───── DATASET ENTRIES ─────

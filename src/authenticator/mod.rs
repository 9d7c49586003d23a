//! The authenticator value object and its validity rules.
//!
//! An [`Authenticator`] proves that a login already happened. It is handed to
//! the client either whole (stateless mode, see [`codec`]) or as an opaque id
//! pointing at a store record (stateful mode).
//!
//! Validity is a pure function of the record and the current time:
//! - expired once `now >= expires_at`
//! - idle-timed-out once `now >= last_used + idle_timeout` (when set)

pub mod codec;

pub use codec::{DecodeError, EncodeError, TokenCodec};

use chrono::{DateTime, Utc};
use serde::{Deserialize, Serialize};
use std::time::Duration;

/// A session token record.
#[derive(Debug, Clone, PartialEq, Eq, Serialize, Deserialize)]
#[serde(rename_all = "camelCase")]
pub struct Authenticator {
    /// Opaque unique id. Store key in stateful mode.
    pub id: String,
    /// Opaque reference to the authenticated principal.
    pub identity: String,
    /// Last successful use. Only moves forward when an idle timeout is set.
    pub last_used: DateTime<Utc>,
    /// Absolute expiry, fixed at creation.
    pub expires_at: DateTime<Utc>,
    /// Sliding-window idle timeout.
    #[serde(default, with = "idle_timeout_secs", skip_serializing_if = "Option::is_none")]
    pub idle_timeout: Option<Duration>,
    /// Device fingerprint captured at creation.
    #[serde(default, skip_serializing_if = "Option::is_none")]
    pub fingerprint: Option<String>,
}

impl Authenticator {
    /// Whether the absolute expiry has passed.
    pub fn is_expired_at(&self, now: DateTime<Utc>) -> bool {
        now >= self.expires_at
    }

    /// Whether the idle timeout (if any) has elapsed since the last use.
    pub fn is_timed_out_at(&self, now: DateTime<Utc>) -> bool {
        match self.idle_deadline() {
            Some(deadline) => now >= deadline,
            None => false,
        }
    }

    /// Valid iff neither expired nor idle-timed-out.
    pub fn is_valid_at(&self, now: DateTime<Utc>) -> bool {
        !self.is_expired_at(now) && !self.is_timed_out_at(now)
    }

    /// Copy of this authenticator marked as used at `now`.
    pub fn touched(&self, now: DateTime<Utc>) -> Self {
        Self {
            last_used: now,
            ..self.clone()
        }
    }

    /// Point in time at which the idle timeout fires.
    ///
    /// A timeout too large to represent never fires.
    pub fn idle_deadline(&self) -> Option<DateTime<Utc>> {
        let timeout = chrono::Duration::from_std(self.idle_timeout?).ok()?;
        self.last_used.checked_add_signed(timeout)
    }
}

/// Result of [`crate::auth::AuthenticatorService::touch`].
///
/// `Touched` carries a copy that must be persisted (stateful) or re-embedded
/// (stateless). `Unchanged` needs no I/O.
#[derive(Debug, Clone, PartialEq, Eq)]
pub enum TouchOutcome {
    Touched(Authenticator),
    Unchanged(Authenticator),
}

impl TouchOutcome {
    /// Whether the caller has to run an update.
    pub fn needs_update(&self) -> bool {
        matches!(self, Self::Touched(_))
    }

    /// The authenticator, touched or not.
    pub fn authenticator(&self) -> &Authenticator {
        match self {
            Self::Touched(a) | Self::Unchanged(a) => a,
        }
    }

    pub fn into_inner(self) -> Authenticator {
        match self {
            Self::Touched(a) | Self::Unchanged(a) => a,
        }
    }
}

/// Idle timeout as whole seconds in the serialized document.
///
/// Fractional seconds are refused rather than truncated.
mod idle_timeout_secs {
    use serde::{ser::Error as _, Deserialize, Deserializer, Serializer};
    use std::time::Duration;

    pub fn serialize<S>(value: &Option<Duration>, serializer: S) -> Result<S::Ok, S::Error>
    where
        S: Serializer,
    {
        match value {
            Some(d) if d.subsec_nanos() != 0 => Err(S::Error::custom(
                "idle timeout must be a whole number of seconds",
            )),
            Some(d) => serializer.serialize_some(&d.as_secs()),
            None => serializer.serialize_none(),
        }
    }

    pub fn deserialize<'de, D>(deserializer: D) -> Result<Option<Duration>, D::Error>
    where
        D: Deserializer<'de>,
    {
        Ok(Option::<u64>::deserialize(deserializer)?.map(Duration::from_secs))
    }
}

─────
───── DATASET ENTRIES ─────

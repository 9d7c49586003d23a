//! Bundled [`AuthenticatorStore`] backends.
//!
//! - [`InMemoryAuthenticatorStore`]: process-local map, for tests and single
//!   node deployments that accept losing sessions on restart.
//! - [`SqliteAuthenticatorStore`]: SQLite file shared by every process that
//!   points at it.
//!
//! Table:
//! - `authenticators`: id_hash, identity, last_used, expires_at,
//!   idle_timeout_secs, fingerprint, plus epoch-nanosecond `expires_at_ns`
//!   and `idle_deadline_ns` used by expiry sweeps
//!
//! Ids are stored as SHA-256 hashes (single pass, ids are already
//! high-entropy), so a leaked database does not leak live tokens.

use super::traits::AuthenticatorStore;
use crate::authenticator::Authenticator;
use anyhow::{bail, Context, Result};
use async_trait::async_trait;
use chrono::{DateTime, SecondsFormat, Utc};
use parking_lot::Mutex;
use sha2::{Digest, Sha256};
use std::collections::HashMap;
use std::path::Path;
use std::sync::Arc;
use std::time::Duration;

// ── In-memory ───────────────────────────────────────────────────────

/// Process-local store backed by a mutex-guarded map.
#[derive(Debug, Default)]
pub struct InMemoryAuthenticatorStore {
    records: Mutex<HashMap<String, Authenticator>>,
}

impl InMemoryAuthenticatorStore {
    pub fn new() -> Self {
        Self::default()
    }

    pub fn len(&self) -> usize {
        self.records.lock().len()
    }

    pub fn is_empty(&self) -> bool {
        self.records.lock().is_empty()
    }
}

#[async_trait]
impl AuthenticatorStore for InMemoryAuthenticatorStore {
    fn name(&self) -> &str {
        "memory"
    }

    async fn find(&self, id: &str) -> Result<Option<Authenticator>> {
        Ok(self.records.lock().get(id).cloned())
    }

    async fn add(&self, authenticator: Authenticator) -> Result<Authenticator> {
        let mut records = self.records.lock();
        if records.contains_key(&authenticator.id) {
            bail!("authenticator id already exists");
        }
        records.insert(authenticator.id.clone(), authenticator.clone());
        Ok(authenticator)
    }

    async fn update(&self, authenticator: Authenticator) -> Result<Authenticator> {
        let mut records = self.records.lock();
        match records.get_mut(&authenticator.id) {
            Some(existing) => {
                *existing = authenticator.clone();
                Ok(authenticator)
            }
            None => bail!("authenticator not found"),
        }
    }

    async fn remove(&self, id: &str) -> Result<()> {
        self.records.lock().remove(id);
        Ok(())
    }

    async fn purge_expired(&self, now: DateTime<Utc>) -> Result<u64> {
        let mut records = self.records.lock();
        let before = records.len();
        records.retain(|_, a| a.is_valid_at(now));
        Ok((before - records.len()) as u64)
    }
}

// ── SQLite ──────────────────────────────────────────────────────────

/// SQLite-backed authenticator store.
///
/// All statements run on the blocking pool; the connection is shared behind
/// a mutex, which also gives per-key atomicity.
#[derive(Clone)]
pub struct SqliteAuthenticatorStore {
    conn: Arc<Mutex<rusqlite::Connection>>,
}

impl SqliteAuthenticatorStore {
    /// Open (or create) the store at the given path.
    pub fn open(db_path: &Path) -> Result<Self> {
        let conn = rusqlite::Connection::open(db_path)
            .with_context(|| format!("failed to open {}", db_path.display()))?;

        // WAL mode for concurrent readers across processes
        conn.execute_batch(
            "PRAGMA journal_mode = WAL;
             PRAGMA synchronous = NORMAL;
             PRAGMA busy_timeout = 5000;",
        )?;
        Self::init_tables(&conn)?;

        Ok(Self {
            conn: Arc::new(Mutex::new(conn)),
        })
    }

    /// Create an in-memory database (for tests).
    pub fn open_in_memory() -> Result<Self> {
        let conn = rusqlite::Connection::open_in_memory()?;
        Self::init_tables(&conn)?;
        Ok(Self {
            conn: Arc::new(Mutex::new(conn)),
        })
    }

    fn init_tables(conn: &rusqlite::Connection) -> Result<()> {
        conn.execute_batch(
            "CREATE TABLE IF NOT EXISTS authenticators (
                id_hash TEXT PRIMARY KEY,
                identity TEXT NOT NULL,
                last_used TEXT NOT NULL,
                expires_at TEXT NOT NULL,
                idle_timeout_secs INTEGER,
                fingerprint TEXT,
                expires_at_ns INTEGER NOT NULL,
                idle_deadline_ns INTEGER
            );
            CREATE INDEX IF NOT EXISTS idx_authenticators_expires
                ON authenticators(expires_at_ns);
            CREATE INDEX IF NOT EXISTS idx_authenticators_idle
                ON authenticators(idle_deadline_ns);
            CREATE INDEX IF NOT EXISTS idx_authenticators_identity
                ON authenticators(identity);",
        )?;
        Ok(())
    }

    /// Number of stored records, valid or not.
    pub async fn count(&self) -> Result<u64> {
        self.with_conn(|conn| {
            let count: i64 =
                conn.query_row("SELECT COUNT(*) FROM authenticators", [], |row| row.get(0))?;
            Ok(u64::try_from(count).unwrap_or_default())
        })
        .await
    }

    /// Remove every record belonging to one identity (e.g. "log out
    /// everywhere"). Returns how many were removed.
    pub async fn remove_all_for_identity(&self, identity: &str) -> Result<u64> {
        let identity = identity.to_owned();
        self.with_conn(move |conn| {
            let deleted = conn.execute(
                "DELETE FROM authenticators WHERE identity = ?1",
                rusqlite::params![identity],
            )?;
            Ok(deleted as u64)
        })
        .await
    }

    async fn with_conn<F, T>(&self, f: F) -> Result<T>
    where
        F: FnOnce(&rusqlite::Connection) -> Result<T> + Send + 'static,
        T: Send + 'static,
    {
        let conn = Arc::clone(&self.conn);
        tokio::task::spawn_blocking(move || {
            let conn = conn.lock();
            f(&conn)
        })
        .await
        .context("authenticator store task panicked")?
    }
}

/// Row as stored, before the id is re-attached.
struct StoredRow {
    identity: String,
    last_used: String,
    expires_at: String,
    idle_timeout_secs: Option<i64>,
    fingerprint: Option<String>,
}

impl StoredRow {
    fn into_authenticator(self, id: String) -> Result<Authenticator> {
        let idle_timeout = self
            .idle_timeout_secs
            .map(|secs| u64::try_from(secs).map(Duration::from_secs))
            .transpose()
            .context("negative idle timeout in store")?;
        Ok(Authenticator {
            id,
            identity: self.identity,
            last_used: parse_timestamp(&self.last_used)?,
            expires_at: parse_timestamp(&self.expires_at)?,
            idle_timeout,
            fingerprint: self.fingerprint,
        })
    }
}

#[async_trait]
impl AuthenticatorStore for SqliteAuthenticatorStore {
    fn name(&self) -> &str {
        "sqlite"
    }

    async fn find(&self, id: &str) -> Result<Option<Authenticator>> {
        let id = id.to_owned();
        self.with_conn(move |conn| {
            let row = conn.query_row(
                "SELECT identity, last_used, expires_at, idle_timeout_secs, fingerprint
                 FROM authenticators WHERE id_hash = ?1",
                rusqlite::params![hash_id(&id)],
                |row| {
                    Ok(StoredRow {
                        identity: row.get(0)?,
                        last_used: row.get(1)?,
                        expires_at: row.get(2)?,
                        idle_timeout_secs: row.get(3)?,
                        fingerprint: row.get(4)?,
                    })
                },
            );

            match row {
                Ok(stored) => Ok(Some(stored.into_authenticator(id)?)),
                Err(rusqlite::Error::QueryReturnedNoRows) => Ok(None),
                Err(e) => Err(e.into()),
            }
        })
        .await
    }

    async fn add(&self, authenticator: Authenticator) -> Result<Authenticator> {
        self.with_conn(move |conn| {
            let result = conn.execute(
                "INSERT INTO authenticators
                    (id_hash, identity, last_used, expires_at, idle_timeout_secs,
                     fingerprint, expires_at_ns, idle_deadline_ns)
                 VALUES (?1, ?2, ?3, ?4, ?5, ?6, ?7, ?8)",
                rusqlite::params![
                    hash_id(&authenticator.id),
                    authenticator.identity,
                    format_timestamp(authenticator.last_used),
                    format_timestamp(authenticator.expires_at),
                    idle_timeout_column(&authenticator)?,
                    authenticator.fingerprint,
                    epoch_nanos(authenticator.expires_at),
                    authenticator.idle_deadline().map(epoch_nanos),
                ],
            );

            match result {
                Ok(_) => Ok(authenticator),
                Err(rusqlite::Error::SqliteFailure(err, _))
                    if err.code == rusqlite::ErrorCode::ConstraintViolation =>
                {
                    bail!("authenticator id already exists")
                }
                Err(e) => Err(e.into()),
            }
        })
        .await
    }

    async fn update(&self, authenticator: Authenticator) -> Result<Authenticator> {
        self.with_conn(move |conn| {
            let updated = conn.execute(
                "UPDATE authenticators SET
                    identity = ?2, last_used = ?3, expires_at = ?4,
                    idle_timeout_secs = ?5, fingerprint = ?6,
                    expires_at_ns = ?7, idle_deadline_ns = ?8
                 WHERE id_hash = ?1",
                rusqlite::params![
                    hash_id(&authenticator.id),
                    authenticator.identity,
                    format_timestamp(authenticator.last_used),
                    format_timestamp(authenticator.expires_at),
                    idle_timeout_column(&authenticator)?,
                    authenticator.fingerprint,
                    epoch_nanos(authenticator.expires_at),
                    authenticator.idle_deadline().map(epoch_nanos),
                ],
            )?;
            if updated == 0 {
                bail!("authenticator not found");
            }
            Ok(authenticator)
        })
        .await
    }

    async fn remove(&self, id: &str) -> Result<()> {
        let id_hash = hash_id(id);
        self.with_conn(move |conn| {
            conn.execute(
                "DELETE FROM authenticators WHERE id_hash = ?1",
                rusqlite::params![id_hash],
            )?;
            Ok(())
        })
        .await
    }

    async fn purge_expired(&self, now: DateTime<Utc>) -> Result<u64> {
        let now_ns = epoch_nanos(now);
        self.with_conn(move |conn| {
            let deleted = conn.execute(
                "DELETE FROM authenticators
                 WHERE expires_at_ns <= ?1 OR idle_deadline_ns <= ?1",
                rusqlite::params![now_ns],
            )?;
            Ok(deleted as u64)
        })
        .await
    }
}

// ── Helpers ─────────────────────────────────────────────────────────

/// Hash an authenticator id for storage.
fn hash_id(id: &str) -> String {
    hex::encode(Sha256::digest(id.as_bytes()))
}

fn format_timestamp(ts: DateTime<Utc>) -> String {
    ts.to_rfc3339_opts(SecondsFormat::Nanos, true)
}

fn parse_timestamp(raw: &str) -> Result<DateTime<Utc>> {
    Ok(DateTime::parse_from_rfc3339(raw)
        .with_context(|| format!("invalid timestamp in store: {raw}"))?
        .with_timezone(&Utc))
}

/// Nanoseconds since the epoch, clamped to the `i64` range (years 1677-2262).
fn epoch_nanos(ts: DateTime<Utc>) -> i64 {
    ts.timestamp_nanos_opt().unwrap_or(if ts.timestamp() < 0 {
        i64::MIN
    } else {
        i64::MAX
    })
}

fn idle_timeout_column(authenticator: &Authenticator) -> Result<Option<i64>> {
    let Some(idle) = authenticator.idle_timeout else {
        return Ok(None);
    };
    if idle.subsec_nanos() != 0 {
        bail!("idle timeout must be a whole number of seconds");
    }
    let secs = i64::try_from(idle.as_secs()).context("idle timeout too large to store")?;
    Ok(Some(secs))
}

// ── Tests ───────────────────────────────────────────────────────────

─────

Identify each line of the material where the word "stateful" shows up, and copy it.

» EXPECTED OUTPUT:
//! pointing at a store record (stateful mode).
    /// Opaque unique id. Store key in stateful mode.
/// `Touched` carries a copy that must be persisted (stateful) or re-embedded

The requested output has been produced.